Representatives for Disney and Lucasfilm declined comment.
Driver is reportedly attached to a pair of films that would reunite
him with filmmakers he feels similarly about: Carax (“Annette”) and
Mann. Mann’s “Heat 2” recently moved from Warner Bros. to Amazon
MGM’s United Artists after Warner Bros. balked at the film’s cost.
“Watching filmmakers not get the money they need is frustrating,”
Driver says. “I don’t think I’m a value add. But I’m always down for
the cause because I love those filmmakers and their films. I’d
rather do a Michael Mann anything.”
“Ferrari,” which starred Driver as Enzo Ferrari, was Mann’s first
feature in eight years. It cost $95 million to make, but struggled
at the box office, grossing $43.6 million worldwide. Coppola’s
“Megalopolis” was even pricier, at $120 million, but Coppola paid
for it himself. To Driver, Coppola’s audacious sense of
experimentation is what moviemaking is all about, and what’s missing
from most filmmakers half Coppola’s age.
“The gesture of paying that much money for a film and him having the
trust that an audience would go with him — or that he didn’t care,
that this is how he wanted to do it — that to me is moving,” Driver
says. “Maybe people don’t like them or they’re not ready for them.
Maybe it’s boring to some, but it wasn’t boring making it.”

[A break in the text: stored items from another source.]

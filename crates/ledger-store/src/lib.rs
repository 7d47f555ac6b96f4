//! Durable ledger for relay credentials and registered identities.
//!
//! Two SQLite tables: `credentials` holds connection material keyed by an
//! opaque id, `identities` holds registered users with their credential list
//! and cumulative traffic totals. The schema only ever grows.

mod credentials;
mod db;
mod error;
mod types;
mod users;

pub use credentials::CredentialStore;
pub use db::Database;
pub use error::StoreError;
pub use types::*;
pub use users::UserStore;
//! Telegram Bot API HTTP client.

use crate::error::TelegramError;
use crate::types::*;
use reqwest::Client;
use secrecy::{ExposeSecret, SecretString};
use serde::de::DeserializeOwned;
use std::time::Duration;
use tracing::{debug, instrument, warn};

/// Extra time allowed on top of the long-poll timeout before a request is abandoned.
const REQUEST_SLACK: Duration = Duration::from_secs(10);

/// Telegram Bot API client.
#[derive(Clone)]
pub struct TelegramClient {
    client: Client,
    api_url: String,
    token: SecretString,
    poll_timeout: Duration,
}

impl TelegramClient {
    /// Create a new client. `poll_timeout` is the server-side long-poll wait.
    pub fn new(
        api_url: impl Into<String>,
        token: SecretString,
        poll_timeout: Duration,
    ) -> Result<Self, TelegramError> {
        let client = Client::builder()
            .timeout(poll_timeout + REQUEST_SLACK)
            .build()?;

        Ok(Self {
            client,
            api_url: api_url.into().trim_end_matches('/').to_string(),
            token,
            poll_timeout,
        })
    }

    fn method_url(&self, method: &str) -> String {
        format!("{}/bot{}/{}", self.api_url, self.token.expose_secret(), method)
    }

    async fn parse<T: DeserializeOwned>(response: reqwest::Response) -> Result<T, TelegramError> {
        let body = response.text().await?;
        let reply: ApiResponse<T> = serde_json::from_str(&body)?;

        match reply {
            ApiResponse {
                ok: true,
                result: Some(result),
                ..
            } => Ok(result),
            ApiResponse { description, .. } => Err(TelegramError::Api(
                description.unwrap_or_else(|| "no description".into()),
            )),
        }
    }

    /// Check if the token is valid and the API reachable.
    pub async fn health_check(&self) -> bool {
        self.get_me().await.is_ok()
    }

    /// The bot's own account.
    #[instrument(skip(self))]
    pub async fn get_me(&self) -> Result<User, TelegramError> {
        let response = self.client.get(self.method_url("getMe")).send().await?;
        Self::parse(response).await
    }

    /// Long-poll for updates with id `offset` or later.
    #[instrument(skip(self))]
    pub async fn get_updates(&self, offset: i64) -> Result<Vec<Update>, TelegramError> {
        let timeout = self.poll_timeout.as_secs().to_string();
        let offset = offset.to_string();
        let response = self
            .client
            .get(self.method_url("getUpdates"))
            .query(&[
                ("offset", offset.as_str()),
                ("timeout", timeout.as_str()),
                ("allowed_updates", "[\"message\"]"),
            ])
            .send()
            .await?;

        let updates: Vec<Update> = Self::parse(response).await?;
        if !updates.is_empty() {
            debug!("Received {} updates", updates.len());
        }
        Ok(updates)
    }

    /// Send an HTML-formatted message to a chat.
    #[instrument(skip(self, html))]
    pub async fn send_message(&self, chat_id: i64, html: &str) -> Result<(), TelegramError> {
        let request = SendMessageRequest {
            chat_id,
            text: html.to_string(),
            parse_mode: "HTML".into(),
            disable_web_page_preview: true,
        };

        let response = self
            .client
            .post(self.method_url("sendMessage"))
            .json(&request)
            .send()
            .await?;

        match Self::parse::<Message>(response).await {
            Ok(_) => {
                debug!("Sent message to chat {}", chat_id);
                Ok(())
            }
            Err(e) => {
                warn!("Send failed: {}", e);
                Err(TelegramError::SendFailed(e.to_string()))
            }
        }
    }

    /// Reply into the chat a message came from.
    pub async fn reply(&self, original: &BotMessage, html: &str) -> Result<(), TelegramError> {
        self.send_message(original.chat_id, html).await
    }
}
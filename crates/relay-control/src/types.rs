//! Relay control API types.

use serde::{Deserialize, Serialize};

/// Listening endpoint that carries every user credential.
#[derive(Debug, Clone, PartialEq, Eq)]
pub struct InboundSpec {
    pub tag: String,
    pub port: u16,
    /// Websocket path the inbound accepts upgrades on.
    pub path: String,
}

/// Create-inbound request body.
#[derive(Debug, Clone, Serialize)]
pub struct ConfigureInboundRequest {
    pub port: u16,
    pub listen: String,
    pub protocol: String,
    pub transport: String,
    pub path: String,
    pub sniffing: Vec<String>,
}

impl ConfigureInboundRequest {
    /// Loopback vmess-over-websocket inbound with http/tls sniffing.
    pub fn vmess_ws(spec: &InboundSpec) -> Self {
        Self {
            port: spec.port,
            listen: "127.0.0.1".into(),
            protocol: "vmess".into(),
            transport: "websocket".into(),
            path: spec.path.clone(),
            sniffing: vec!["http".into(), "tls".into()],
        }
    }
}

/// Add-user request body.
#[derive(Debug, Clone, Serialize)]
pub struct AddUserRequest {
    pub email: String,
    pub secret: String,
    pub level: u32,
    pub alter_id: u32,
}

/// Stats query request body.
#[derive(Debug, Clone, Serialize)]
pub struct QueryStatsRequest {
    pub pattern: String,
    pub reset: bool,
}

/// Stats query response.
#[derive(Debug, Clone, Deserialize)]
pub struct QueryStatsResponse {
    #[serde(default)]
    pub stat: Vec<Option<CounterStat>>,
}

/// A named counter as reported by the relay.
#[derive(Debug, Clone, PartialEq, Eq, Serialize, Deserialize)]
pub struct CounterStat {
    pub name: String,
    /// Byte count. The relay reports signed values; negative ones never occur
    /// in practice and are clamped to zero on read.
    #[serde(deserialize_with = "non_negative")]
    pub value: u64,
}

impl CounterStat {
    pub fn new(name: impl Into<String>, value: u64) -> Self {
        Self {
            name: name.into(),
            value,
        }
    }
}

fn non_negative<'de, D>(deserializer: D) -> Result<u64, D::Error>
where
    D: serde::Deserializer<'de>,
{
    let value = i64::deserialize(deserializer)?;
    Ok(value.max(0) as u64)
}

/// Error body returned by the gateway.
#[derive(Debug, Clone, Deserialize)]
pub struct ErrorBody {
    #[serde(default)]
    pub error: String,
}
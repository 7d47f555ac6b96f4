//! Application configuration loaded from environment variables.

use anyhow::{Context, Result};
use relay_control::{InboundSpec, LinkRenderer};
use secrecy::SecretString;
use serde::Deserialize;
use std::collections::HashSet;
use std::path::PathBuf;
use std::time::Duration;

/// Application configuration.
#[derive(Debug, Clone, Deserialize)]
pub struct Config {
    /// Telegram Bot API configuration
    pub telegram: TelegramConfig,

    /// Relay control configuration
    pub relay: RelayConfig,

    /// Ledger database configuration
    #[serde(default)]
    pub store: StoreConfig,

    /// Bot configuration
    #[serde(default)]
    pub bot: BotConfig,

    /// Background reconciliation configuration
    #[serde(default)]
    pub reconcile: ReconcileConfig,
}

#[derive(Debug, Clone, Deserialize)]
pub struct TelegramConfig {
    /// Bot token from BotFather
    pub bot_token: SecretString,

    /// Bot API base URL
    #[serde(default = "default_telegram_api")]
    pub api_url: String,

    /// Long poll timeout for getUpdates
    #[serde(default = "default_poll_timeout", with = "humantime_serde")]
    pub poll_timeout: Duration,
}

#[derive(Debug, Clone, Deserialize)]
pub struct RelayConfig {
    /// Relay control gateway endpoint
    #[serde(default = "default_relay_api")]
    pub api_url: String,

    /// How long to wait for the relay at startup
    #[serde(default = "default_connect_timeout", with = "humantime_serde")]
    pub connect_timeout: Duration,

    /// Per-request timeout for control calls
    #[serde(default = "default_request_timeout", with = "humantime_serde")]
    pub request_timeout: Duration,

    /// Tag of the managed inbound
    #[serde(default = "default_inbound_tag")]
    pub inbound_tag: String,

    /// Port the managed inbound listens on
    #[serde(default = "default_inbound_port")]
    pub port: u16,

    /// Websocket path of the managed inbound
    #[serde(default = "default_ws_path")]
    pub ws_path: String,

    /// Public domain clients connect to (e.g., "relay.example.org")
    pub client_domain: String,

    /// Port clients connect to, usually the TLS front
    #[serde(default = "default_client_port")]
    pub client_port: u16,
}

#[derive(Debug, Clone, Deserialize)]
pub struct StoreConfig {
    /// SQLite database file
    #[serde(default = "default_store_path")]
    pub path: PathBuf,
}

#[derive(Debug, Clone, Deserialize)]
pub struct BotConfig {
    /// Comma-separated Telegram user ids with admin rights
    #[serde(default)]
    pub admins: String,

    /// Log level
    #[serde(default = "default_log_level")]
    pub log_level: String,
}

#[derive(Debug, Clone, Deserialize)]
pub struct ReconcileConfig {
    /// Interval between background passes; zero disables them
    #[serde(default = "default_reconcile_interval", with = "humantime_serde")]
    pub interval: Duration,

    /// Parallel activations while restoring credentials at startup
    #[serde(default = "default_restore_concurrency")]
    pub restore_concurrency: usize,
}

impl RelayConfig {
    pub fn inbound_spec(&self) -> InboundSpec {
        InboundSpec {
            tag: self.inbound_tag.clone(),
            port: self.port,
            path: self.ws_path.clone(),
        }
    }

    pub fn link_renderer(&self) -> LinkRenderer {
        LinkRenderer::new(&self.client_domain, self.client_port, &self.ws_path)
    }
}

impl BotConfig {
    /// Parse the admin list. Entries that are not user ids are ignored.
    pub fn admin_ids(&self) -> HashSet<i64> {
        self.admins
            .split(',')
            .filter_map(|id| id.trim().parse().ok())
            .collect()
    }
}

impl ReconcileConfig {
    pub fn periodic(&self) -> Option<Duration> {
        (!self.interval.is_zero()).then_some(self.interval)
    }
}

// Default implementations
impl Default for StoreConfig {
    fn default() -> Self {
        Self {
            path: default_store_path(),
        }
    }
}

impl Default for BotConfig {
    fn default() -> Self {
        Self {
            admins: String::new(),
            log_level: default_log_level(),
        }
    }
}

impl Default for ReconcileConfig {
    fn default() -> Self {
        Self {
            interval: default_reconcile_interval(),
            restore_concurrency: default_restore_concurrency(),
        }
    }
}

// Default value functions
fn default_telegram_api() -> String {
    "https://api.telegram.org".into()
}

fn default_poll_timeout() -> Duration {
    Duration::from_secs(30)
}

fn default_relay_api() -> String {
    "http://127.0.0.1:10086".into()
}

fn default_connect_timeout() -> Duration {
    Duration::from_secs(10)
}

fn default_request_timeout() -> Duration {
    Duration::from_secs(10)
}

fn default_inbound_tag() -> String {
    "vmess-ws".into()
}

fn default_inbound_port() -> u16 {
    12345
}

fn default_ws_path() -> String {
    "/ws".into()
}

fn default_client_port() -> u16 {
    443
}

fn default_store_path() -> PathBuf {
    PathBuf::from("warden.db")
}

fn default_log_level() -> String {
    "info".into()
}

fn default_reconcile_interval() -> Duration {
    Duration::from_secs(5 * 60)
}

fn default_restore_concurrency() -> usize {
    8
}

impl Config {
    /// Load configuration from environment variables.
    pub fn load() -> Result<Self> {
        // Load .env file if present
        dotenvy::dotenv().ok();

        let config = config::Config::builder()
            .add_source(
                config::Environment::default()
                    .separator("__")
                    // Admin ids are a comma list; keep every value a string.
                    .try_parsing(false),
            )
            .build()
            .context("Failed to build configuration")?;

        config
            .try_deserialize()
            .context("Failed to deserialize configuration")
    }
}
//! Ledger store errors.

use thiserror::Error;

#[derive(Error, Debug)]
pub enum StoreError {
    #[error("Database error: {0}")]
    Database(#[from] sqlx::Error),

    #[error("Not found: {0}")]
    NotFound(String),

    #[error("Already exists: {0}")]
    AlreadyExists(String),

    /// The record changed between read and write, twice in a row.
    #[error("Concurrent update conflict on identity {0}")]
    Conflict(i64),

    #[error("Traffic total overflow on identity {0}")]
    Overflow(i64),

    #[error("Serialization error: {0}")]
    Serialization(#[from] serde_json::Error),

    #[error("Corrupt record: {0}")]
    Corrupt(String),
}

impl StoreError {
    pub(crate) fn from_insert(e: sqlx::Error, what: impl Into<String>) -> Self {
        match &e {
            sqlx::Error::Database(db) if db.is_unique_violation() => {
                StoreError::AlreadyExists(what.into())
            }
            _ => StoreError::Database(e),
        }
    }
}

“Father Mother Sister Brother,” which Mubi will release Dec. 24 in
theaters, is a triptych about adult children and their parents. The
film’s first chapter features Driver and Mayim Bialik as siblings
visiting their hermetic father (Tom Waits). It’s Driver’s third film
with Jarmusch, following “Patterson” (2016) and “The Dead Don’t Die”
(2019).
Driver is notoriously against watching the films he’s in, so he
hasn’t watched Jarmusch’s film. But Driver has made some exceptions
lately. He watched “Ferrari.” He watched 2023’s “65.” He watched
“Megalopolis” numerous times.
“I tried it but I just don’t want to do it,” he says, laughing. “I
don’t want to look at my face.”
“It makes you conscious of what an audience is watching and I want
to retreat more and more into what’s going on internally for
someone,” says Driver. “More than ever, I don’t want to concern
myself with what’s happening externally."